AWN: How many Comic-Cons have you attended?

Patten: All of them, except for the very first one-day con in March 1970 that was announced as a training session for the real three-day con in August. That did not seem like it would be worth a trip to San Diego, although I now wish that I had just so I could say every single one. This is the Comic-Cons 35th anniversary, so 35 of them.

Evanier:

I have been to every single San Diego get-together, no matter what they were called, since the first one in 1970. I am, in other words, a lifer.

Poindexter:

At least eight, but honestly Ive lost count.

Beck: If you mean the San Diego Comic Con, I started attending it in 1977 27 times!

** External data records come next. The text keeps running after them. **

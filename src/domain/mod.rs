//! # Domain Layer
//!
//! Core definitions, types, and traits that define the business domain of the application.
//! Independent of the Matrix SDK and the HTTP client, serving as the contract for other layers.

pub mod config;
pub mod paths;
pub mod traits;
pub mod types;
//! # Domain Types
//!
//! Events and outcomes passed between the transport adapter, the event loop and the handlers.

/// The kind of a room message, reduced to what the dispatcher cares about.
#[derive(Debug, Clone, PartialEq, Eq)]
pub enum MessageKind {
    Text,
    /// Any other `msgtype` (notice, emote, image, ...).
    Other(String),
}

#[derive(Debug, Clone, PartialEq, Eq)]
pub struct RoomMessage {
    pub room_id: String,
    pub sender: String,
    pub body: String,
    pub kind: MessageKind,
}

/// An event delivered by the transport, consumed exactly once by the event loop.
#[derive(Debug, Clone, PartialEq, Eq)]
pub enum IncomingEvent {
    RoomInvite {
        room_id: String,
    },
    RoomMessage {
        event_id: Option<String>,
        message: RoomMessage,
    },
}

impl IncomingEvent {
    pub fn event_id(&self) -> Option<&str> {
        match self {
            IncomingEvent::RoomInvite { .. } => None,
            IncomingEvent::RoomMessage { event_id, .. } => event_id.as_deref(),
        }
    }
}

/// Result of a single webhook call.
#[derive(Debug, Clone, PartialEq, Eq)]
pub enum WebhookOutcome {
    Delivered(u16),
    Failed(String),
}

impl WebhookOutcome {
    pub fn is_delivered(&self) -> bool {
        matches!(self, WebhookOutcome::Delivered(_))
    }
}

/// Why a message did not lead to a webhook call.
#[derive(Debug, Clone, Copy, PartialEq, Eq)]
pub enum IgnoreReason {
    NotText,
    NoPrefix,
    EmptyCommand,
    UnknownSender,
    NotPermitted,
}

#[derive(Debug, Clone, PartialEq, Eq)]
pub enum DispatchOutcome {
    Ignored(IgnoreReason),
    /// Authorized command without a registered webhook.
    MissingWebhook(String),
    Invoked {
        command: String,
        outcome: WebhookOutcome,
    },
}

#[derive(Debug, Clone, Copy, PartialEq, Eq)]
pub enum JoinRecord {
    Recorded,
    AlreadyRecorded,
}

#[derive(Debug, Clone, PartialEq, Eq)]
pub enum InviteOutcome {
    Joined(JoinRecord),
    /// Joined, but the membership file could not be updated.
    JoinedNotRecorded(String),
    JoinFailed(String),
}
//! # Infrastructure Layer
//!
//! Handles interactions with external systems and services.
//! Implements the traits defined in the Domain layer (ChatTransport, WebhookInvoker).

pub mod matrix;
pub mod webhook;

However, I started attending Comic Cons since 1968, each year in New York until I moved to L.A.

Hartman: About six over the last several years.

Ryan:

A multitude.

AWN: What features, events, booths draw you? What parts of Comic-Con do you most enjoy? And what did you get out of them this time?

Evanier: Best thing at the convention (by far) are the panels, especially those moderated by that guy who moderates all the good panels. Other than that, what I enjoy is wandering around, running into people I know and folks whose work Ive long admired. Artists Alley is a dandy place for this. I tell people they took the old, friendlier San Diego Con, compressed it down, stuck it waaaay down at the end of hall and called it Artists Alley. But really, anywhere you can run into someone you want to talk to is a good place to be.

Poindexter:

I really enjoy the panel discussions and the artists stations. Its always nice to both see old friends and get to meet the emerging talents of the comics world.

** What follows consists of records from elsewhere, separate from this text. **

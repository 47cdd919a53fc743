//! # Access Control
//!
//! The two static tables built from configuration at startup:
//! the authorization table (sender -> permitted commands) and
//! the command registry (command -> webhook URL).
//! Both are read-only once built.

use std::collections::{HashMap, HashSet};

use crate::domain::config::AppConfig;

#[derive(Debug, Default, Clone)]
pub struct AuthorizationTable {
    entries: HashMap<String, HashSet<String>>,
}

impl AuthorizationTable {
    pub fn permitted_commands(&self, sender: &str) -> Option<&HashSet<String>> {
        self.entries.get(sender)
    }

    pub fn len(&self) -> usize {
        self.entries.len()
    }
}

#[derive(Debug, Default, Clone)]
pub struct CommandRegistry {
    webhooks: HashMap<String, String>,
}

impl CommandRegistry {
    pub fn webhook_for(&self, command: &str) -> Option<&str> {
        self.webhooks.get(command).map(String::as_str)
    }

    pub fn len(&self) -> usize {
        self.webhooks.len()
    }
}

/// Builds both tables. Pure function of the configuration.
pub fn build(config: &AppConfig) -> (AuthorizationTable, CommandRegistry) {
    let entries = config
        .users
        .iter()
        .map(|(sender, commands)| (sender.clone(), commands.names().into_iter().collect()))
        .collect();

    let webhooks = config
        .webhooks
        .iter()
        .map(|(command, url)| (command.clone(), url.clone()))
        .collect();

    (AuthorizationTable { entries }, CommandRegistry { webhooks })
}

#[cfg(test)]
pub(crate) mod tests {
    use super::*;

    pub(crate) fn tables(
        users: &[(&str, &[&str])],
        hooks: &[(&str, &str)],
    ) -> (AuthorizationTable, CommandRegistry) {
        let entries = users
            .iter()
            .map(|(sender, cmds)| {
                (
                    sender.to_string(),
                    cmds.iter().map(|c| c.to_string()).collect(),
                )
            })
            .collect();
        let webhooks = hooks
            .iter()
            .map(|(c, u)| (c.to_string(), u.to_string()))
            .collect();
        (AuthorizationTable { entries }, CommandRegistry { webhooks })
    }

    fn is_permitted(auth: &AuthorizationTable, sender: &str, command: &str) -> bool {
        auth.permitted_commands(sender)
            .is_some_and(|commands| commands.contains(command))
    }

    #[test]
    fn test_build_from_config() {
        let config = AppConfig::parse(
            r#"
matrix:
  server_url: https://matrix.example.org
  room_id: "!legacy:example.org"
  token: abc
users:
  "@alice:example.org": "deploy,restart"
webhooks:
  deploy: http://hooks.local/deploy
  restart: http://hooks.local/restart
  unused: http://hooks.local/unused
"#,
        )
        .unwrap();

        let (auth, registry) = build(&config);
        assert_eq!(auth.len(), 1);
        assert_eq!(registry.len(), 3);
        assert!(is_permitted(&auth, "@alice:example.org", "deploy"));
        assert!(is_permitted(&auth, "@alice:example.org", "restart"));
        assert!(!is_permitted(&auth, "@alice:example.org", "unused"));
        assert_eq!(
            registry.webhook_for("deploy"),
            Some("http://hooks.local/deploy")
        );
        assert_eq!(registry.webhook_for("missing"), None);
    }

    #[test]
    fn test_lookups_are_case_sensitive() {
        let (auth, registry) = tables(
            &[("@alice:example.org", &["deploy"])],
            &[("deploy", "http://hooks.local/deploy")],
        );
        assert!(!is_permitted(&auth, "@Alice:example.org", "deploy"));
        assert!(!is_permitted(&auth, "@alice:example.org", "Deploy"));
        assert!(auth.permitted_commands("@bob:example.org").is_none());
        assert_eq!(registry.webhook_for("DEPLOY"), None);
    }
}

Patten: Now that I have become a frequent writer about anime and manga, the increasingly huge anime and manga company displays drew most of my attention this year. I moderated a 15th anniversary panel on the growth of the anime & manga business in America, from $0 in 1989 to over $10 billion a year in 2004; the panelists were veteran executives from ADV Films, Manga Entertainment, Central Park Media and TOKYOPOP.

I became a regular monthly columnist on anime & manga for the Comics Buyers Guide a few months before this years Comic-Con. The CBG is published in Wisconsin and I contribute by e-mail from Los Angeles, so this Comic-Con was my first time since then to chat with the editorial staff in person at the CBG booth. Editor Maggie Thompson is an old friend (we traded our comics fanzines in the 1960s), but I met several other CBG personnel in person for the first time.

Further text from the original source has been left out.